___ Study material ___

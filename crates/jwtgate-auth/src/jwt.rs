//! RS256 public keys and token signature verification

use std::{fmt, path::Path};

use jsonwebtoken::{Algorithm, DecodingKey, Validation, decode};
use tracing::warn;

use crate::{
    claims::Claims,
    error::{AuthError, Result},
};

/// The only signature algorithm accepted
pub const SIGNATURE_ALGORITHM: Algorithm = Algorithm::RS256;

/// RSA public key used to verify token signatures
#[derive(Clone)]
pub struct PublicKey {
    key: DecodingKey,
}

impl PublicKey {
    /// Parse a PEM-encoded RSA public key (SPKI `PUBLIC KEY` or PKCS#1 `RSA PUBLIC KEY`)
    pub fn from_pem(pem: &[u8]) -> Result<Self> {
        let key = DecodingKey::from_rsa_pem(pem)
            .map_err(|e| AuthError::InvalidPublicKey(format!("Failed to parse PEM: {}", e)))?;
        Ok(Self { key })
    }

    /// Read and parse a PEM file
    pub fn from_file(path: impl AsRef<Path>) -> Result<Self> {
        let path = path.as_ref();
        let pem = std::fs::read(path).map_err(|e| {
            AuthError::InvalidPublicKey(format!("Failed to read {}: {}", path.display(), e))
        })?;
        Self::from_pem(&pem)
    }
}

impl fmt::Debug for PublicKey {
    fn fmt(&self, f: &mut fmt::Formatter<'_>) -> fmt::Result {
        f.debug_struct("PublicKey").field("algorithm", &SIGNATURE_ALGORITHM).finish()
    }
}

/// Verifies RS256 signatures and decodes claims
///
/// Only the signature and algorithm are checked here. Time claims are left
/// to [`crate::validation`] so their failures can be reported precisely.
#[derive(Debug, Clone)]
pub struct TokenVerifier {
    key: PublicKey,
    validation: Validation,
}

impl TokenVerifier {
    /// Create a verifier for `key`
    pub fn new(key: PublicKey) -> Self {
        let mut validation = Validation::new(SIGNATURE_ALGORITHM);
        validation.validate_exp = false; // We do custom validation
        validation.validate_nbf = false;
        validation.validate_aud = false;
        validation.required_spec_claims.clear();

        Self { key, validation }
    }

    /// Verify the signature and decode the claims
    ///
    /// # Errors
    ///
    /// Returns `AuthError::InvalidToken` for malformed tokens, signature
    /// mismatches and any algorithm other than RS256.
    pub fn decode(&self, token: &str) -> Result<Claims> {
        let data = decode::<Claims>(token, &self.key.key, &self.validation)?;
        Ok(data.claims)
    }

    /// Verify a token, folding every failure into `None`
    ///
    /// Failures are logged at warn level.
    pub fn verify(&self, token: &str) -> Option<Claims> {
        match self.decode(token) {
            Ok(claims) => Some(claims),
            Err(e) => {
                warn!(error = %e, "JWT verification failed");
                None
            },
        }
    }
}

___

Exercise prompt: Transcribe each entry exactly.

Output of the task:
filename crates/jwtgate-auth/src/jwt.rs
//! RS256 public keys and token signature verification

use std::{fmt, path::Path};

use jsonwebtoken::{Algorithm, DecodingKey, Validation, decode};
use tracing::warn;

use crate::{
    claims::Claims,
    error::{AuthError, Result},
};

/// The only signature algorithm accepted
pub const SIGNATURE_ALGORITHM: Algorithm = Algorithm::RS256;

/// RSA public key used to verify token signatures
#[derive(Clone)]
pub struct PublicKey {
    key: DecodingKey,
}

impl PublicKey {
    /// Parse a PEM-encoded RSA public key (SPKI `PUBLIC KEY` or PKCS#1 `RSA PUBLIC KEY`)
    pub fn from_pem(pem: &[u8]) -> Result<Self> {
        let key = DecodingKey::from_rsa_pem(pem)
            .map_err(|e| AuthError::InvalidPublicKey(format!("Failed to parse PEM: {}", e)))?;
        Ok(Self { key })
    }

    /// Read and parse a PEM file
    pub fn from_file(path: impl AsRef<Path>) -> Result<Self> {
        let path = path.as_ref();
        let pem = std::fs::read(path).map_err(|e| {
            AuthError::InvalidPublicKey(format!("Failed to read {}: {}", path.display(), e))
        })?;
        Self::from_pem(&pem)
    }
}

impl fmt::Debug for PublicKey {
    fn fmt(&self, f: &mut fmt::Formatter<'_>) -> fmt::Result {
        f.debug_struct("PublicKey").field("algorithm", &SIGNATURE_ALGORITHM).finish()
    }
}

/// Verifies RS256 signatures and decodes claims
///
/// Only the signature and algorithm are checked here. Time claims are left
/// to [`crate::validation`] so their failures can be reported precisely.
#[derive(Debug, Clone)]
pub struct TokenVerifier {
    key: PublicKey,
    validation: Validation,
}

impl TokenVerifier {
    /// Create a verifier for `key`
    pub fn new(key: PublicKey) -> Self {
        let mut validation = Validation::new(SIGNATURE_ALGORITHM);
        validation.validate_exp = false; // We do custom validation
        validation.validate_nbf = false;
        validation.validate_aud = false;
        validation.required_spec_claims.clear();

        Self { key, validation }
    }

    /// Verify the signature and decode the claims
    ///
    /// # Errors
    ///
    /// Returns `AuthError::InvalidToken` for malformed tokens, signature
    /// mismatches and any algorithm other than RS256.
    pub fn decode(&self, token: &str) -> Result<Claims> {
        let data = decode::<Claims>(token, &self.key.key, &self.validation)?;
        Ok(data.claims)
    }

    /// Verify a token, folding every failure into `None`
    ///
    /// Failures are logged at warn level.
    pub fn verify(&self, token: &str) -> Option<Claims> {
        match self.decode(token) {
            Ok(claims) => Some(claims),
            Err(e) => {
                warn!(error = %e, "JWT verification failed");
                None
            },
        }
    }
}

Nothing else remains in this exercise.